───── DATA PROVIDED ─────

use std::io::Write;
use std::path::PathBuf;

use anyhow::Context;
use clap::{Parser, Subcommand};
use dimse::{
    AeTitle, DimseScu, QueryCriteria, QueryMatch, RemoteNode, ScuBuilder, ServiceResult,
    TransferProgress,
};
use serde::Serialize;

use crate::config::Config;

#[derive(Parser, Debug)]
#[command(
    name = "pacsbridge",
    version,
    about = "Query, retrieve and send studies to a PACS"
)]
pub struct Cli {
    /// TOML configuration file
    #[arg(short, long, global = true)]
    pub config: Option<PathBuf>,

    /// Calling AE title, overrides the configured one
    #[arg(long, global = true)]
    pub aet: Option<String>,

    /// Per-exchange timeout in seconds (0 waits forever)
    #[arg(short, long, global = true)]
    pub timeout: Option<u32>,

    #[command(subcommand)]
    pub cmd: Cmd,
}

#[derive(Subcommand, Debug)]
pub enum Cmd {
    /// Verify connectivity (C-ECHO)
    Echo {
        /// Remote node as AET@host:port
        node: RemoteNode,
    },
    /// Search studies (C-FIND)
    Find {
        node: RemoteNode,
        #[arg(long)]
        patient_id: Option<String>,
        #[arg(long)]
        patient_name: Option<String>,
        #[arg(long)]
        study_uid: Option<String>,
        /// Date or range, e.g. 20240101-20240131
        #[arg(long)]
        study_date: Option<String>,
        #[arg(long)]
        accession: Option<String>,
        #[arg(long)]
        modality: Option<String>,
    },
    /// Retrieve a study to this AE (C-MOVE)
    Move {
        node: RemoteNode,
        study_uid: String,
        /// Folder the local store service writes into
        #[arg(short, long, default_value = ".")]
        dest: PathBuf,
    },
    /// Send DICOM files (C-STORE)
    Store {
        node: RemoteNode,
        #[arg(required = true)]
        files: Vec<PathBuf>,
    },
}

/// One JSON line on stdout
#[derive(Debug, Serialize)]
#[serde(tag = "event", rename_all = "snake_case")]
pub enum Event<'a> {
    Match(&'a QueryMatch),
    Progress(&'a TransferProgress),
    Result(&'a ServiceResult),
}

impl Cli {
    /// Apply command line overrides on top of the loaded configuration.
    pub fn apply_overrides(&self, config: &mut Config) -> anyhow::Result<()> {
        if let Some(aet) = &self.aet {
            config.scu.local_aet = AeTitle::new(aet).context("invalid --aet")?;
        }
        if let Some(timeout) = self.timeout {
            config.scu.timeout_seconds = timeout;
        }
        Ok(())
    }
}

/// Execute the selected command, streaming events to `out` as JSON lines.
pub fn run(cli: &Cli, config: &Config, out: &mut dyn Write) -> anyhow::Result<ServiceResult> {
    let scu = ScuBuilder::new().max_pdu(config.scu.max_pdu).build()?;
    execute(&scu, cli, config, out)
}

/// Like [`run`], over a caller-provided SCU.
pub fn execute(
    scu: &DimseScu,
    cli: &Cli,
    config: &Config,
    out: &mut dyn Write,
) -> anyhow::Result<ServiceResult> {
    let local = &config.scu.local_aet;
    let timeout = config.scu.timeout_seconds;
    let mut sink = JsonLines::new(out);

    let result = match &cli.cmd {
        Cmd::Echo { node } => scu.echo(local, node, timeout),
        Cmd::Find {
            node,
            patient_id,
            patient_name,
            study_uid,
            study_date,
            accession,
            modality,
        } => {
            let criteria = QueryCriteria {
                patient_id: patient_id.clone(),
                patient_name: patient_name.clone(),
                study_instance_uid: study_uid.clone(),
                study_date: study_date.clone(),
                accession_number: accession.clone(),
                modality: modality.clone(),
            };
            scu.find(local, node, &criteria, |m| sink.emit(&Event::Match(&m)), timeout)
        }
        Cmd::Move {
            node,
            study_uid,
            dest,
        } => scu.move_study(
            local,
            node,
            study_uid,
            dest,
            |p| sink.emit(&Event::Progress(&p)),
            timeout,
        ),
        Cmd::Store { node, files } => {
            scu.store(local, node, files, |p| sink.emit(&Event::Progress(&p)), timeout)
        }
    };

    sink.emit(&Event::Result(&result));
    sink.finish()?;
    Ok(result)
}

/// Writes events, keeping the first write error for later.
struct JsonLines<'w> {
    out: &'w mut dyn Write,
    error: Option<anyhow::Error>,
}

impl<'w> JsonLines<'w> {
    fn new(out: &'w mut dyn Write) -> Self {
        Self { out, error: None }
    }

    fn emit(&mut self, event: &Event<'_>) {
        if self.error.is_some() {
            return;
        }
        let written = serde_json::to_writer(&mut *self.out, event)
            .map_err(anyhow::Error::from)
            .and_then(|_| writeln!(self.out).map_err(anyhow::Error::from));
        if let Err(e) = written {
            self.error = Some(e.context("cannot write output"));
        }
    }

    fn finish(self) -> anyhow::Result<()> {
        match self.error {
            Some(e) => Err(e),
            None => self.out.flush().context("cannot flush output"),
        }
    }
}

─────

#### WHAT IS NEEDED
Recopy the records without any alteration.

#### SOLUTION TO THE EXERCISE
use std::io::Write;
use std::path::PathBuf;

use anyhow::Context;
use clap::{Parser, Subcommand};
use dimse::{
    AeTitle, DimseScu, QueryCriteria, QueryMatch, RemoteNode, ScuBuilder, ServiceResult,
    TransferProgress,
};
use serde::Serialize;

use crate::config::Config;

#[derive(Parser, Debug)]
#[command(
    name = "pacsbridge",
    version,
    about = "Query, retrieve and send studies to a PACS"
)]
pub struct Cli {
    /// TOML configuration file
    #[arg(short, long, global = true)]
    pub config: Option<PathBuf>,

    /// Calling AE title, overrides the configured one
    #[arg(long, global = true)]
    pub aet: Option<String>,

    /// Per-exchange timeout in seconds (0 waits forever)
    #[arg(short, long, global = true)]
    pub timeout: Option<u32>,

    #[command(subcommand)]
    pub cmd: Cmd,
}

#[derive(Subcommand, Debug)]
pub enum Cmd {
    /// Verify connectivity (C-ECHO)
    Echo {
        /// Remote node as AET@host:port
        node: RemoteNode,
    },
    /// Search studies (C-FIND)
    Find {
        node: RemoteNode,
        #[arg(long)]
        patient_id: Option<String>,
        #[arg(long)]
        patient_name: Option<String>,
        #[arg(long)]
        study_uid: Option<String>,
        /// Date or range, e.g. 20240101-20240131
        #[arg(long)]
        study_date: Option<String>,
        #[arg(long)]
        accession: Option<String>,
        #[arg(long)]
        modality: Option<String>,
    },
    /// Retrieve a study to this AE (C-MOVE)
    Move {
        node: RemoteNode,
        study_uid: String,
        /// Folder the local store service writes into
        #[arg(short, long, default_value = ".")]
        dest: PathBuf,
    },
    /// Send DICOM files (C-STORE)
    Store {
        node: RemoteNode,
        #[arg(required = true)]
        files: Vec<PathBuf>,
    },
}

/// One JSON line on stdout
#[derive(Debug, Serialize)]
#[serde(tag = "event", rename_all = "snake_case")]
pub enum Event<'a> {
    Match(&'a QueryMatch),
    Progress(&'a TransferProgress),
    Result(&'a ServiceResult),
}

impl Cli {
    /// Apply command line overrides on top of the loaded configuration.
    pub fn apply_overrides(&self, config: &mut Config) -> anyhow::Result<()> {
        if let Some(aet) = &self.aet {
            config.scu.local_aet = AeTitle::new(aet).context("invalid --aet")?;
        }
        if let Some(timeout) = self.timeout {
            config.scu.timeout_seconds = timeout;
        }
        Ok(())
    }
}

/// Execute the selected command, streaming events to `out` as JSON lines.
pub fn run(cli: &Cli, config: &Config, out: &mut dyn Write) -> anyhow::Result<ServiceResult> {
    let scu = ScuBuilder::new().max_pdu(config.scu.max_pdu).build()?;
    execute(&scu, cli, config, out)
}

/// Like [`run`], over a caller-provided SCU.
pub fn execute(
    scu: &DimseScu,
    cli: &Cli,
    config: &Config,
    out: &mut dyn Write,
) -> anyhow::Result<ServiceResult> {
    let local = &config.scu.local_aet;
    let timeout = config.scu.timeout_seconds;
    let mut sink = JsonLines::new(out);

    let result = match &cli.cmd {
        Cmd::Echo { node } => scu.echo(local, node, timeout),
        Cmd::Find {
            node,
            patient_id,
            patient_name,
            study_uid,
            study_date,
            accession,
            modality,
        } => {
            let criteria = QueryCriteria {
                patient_id: patient_id.clone(),
                patient_name: patient_name.clone(),
                study_instance_uid: study_uid.clone(),
                study_date: study_date.clone(),
                accession_number: accession.clone(),
                modality: modality.clone(),
            };
            scu.find(local, node, &criteria, |m| sink.emit(&Event::Match(&m)), timeout)
        }
        Cmd::Move {
            node,
            study_uid,
            dest,
        } => scu.move_study(
            local,
            node,
            study_uid,
            dest,
            |p| sink.emit(&Event::Progress(&p)),
            timeout,
        ),
        Cmd::Store { node, files } => {
            scu.store(local, node, files, |p| sink.emit(&Event::Progress(&p)), timeout)
        }
    };

    sink.emit(&Event::Result(&result));
    sink.finish()?;
    Ok(result)
}

/// Writes events, keeping the first write error for later.
struct JsonLines<'w> {
    out: &'w mut dyn Write,
    error: Option<anyhow::Error>,
}

impl<'w> JsonLines<'w> {
    fn new(out: &'w mut dyn Write) -> Self {
        Self { out, error: None }
    }

    fn emit(&mut self, event: &Event<'_>) {
        if self.error.is_some() {
            return;
        }
        let written = serde_json::to_writer(&mut *self.out, event)
            .map_err(anyhow::Error::from)
            .and_then(|_| writeln!(self.out).map_err(anyhow::Error::from));
        if let Err(e) = written {
            self.error = Some(e.context("cannot write output"));
        }
    }

    fn finish(self) -> anyhow::Result<()> {
        match self.error {
            Some(e) => Err(e),
            None => self.out.flush().context("cannot flush output"),
        }
    }
}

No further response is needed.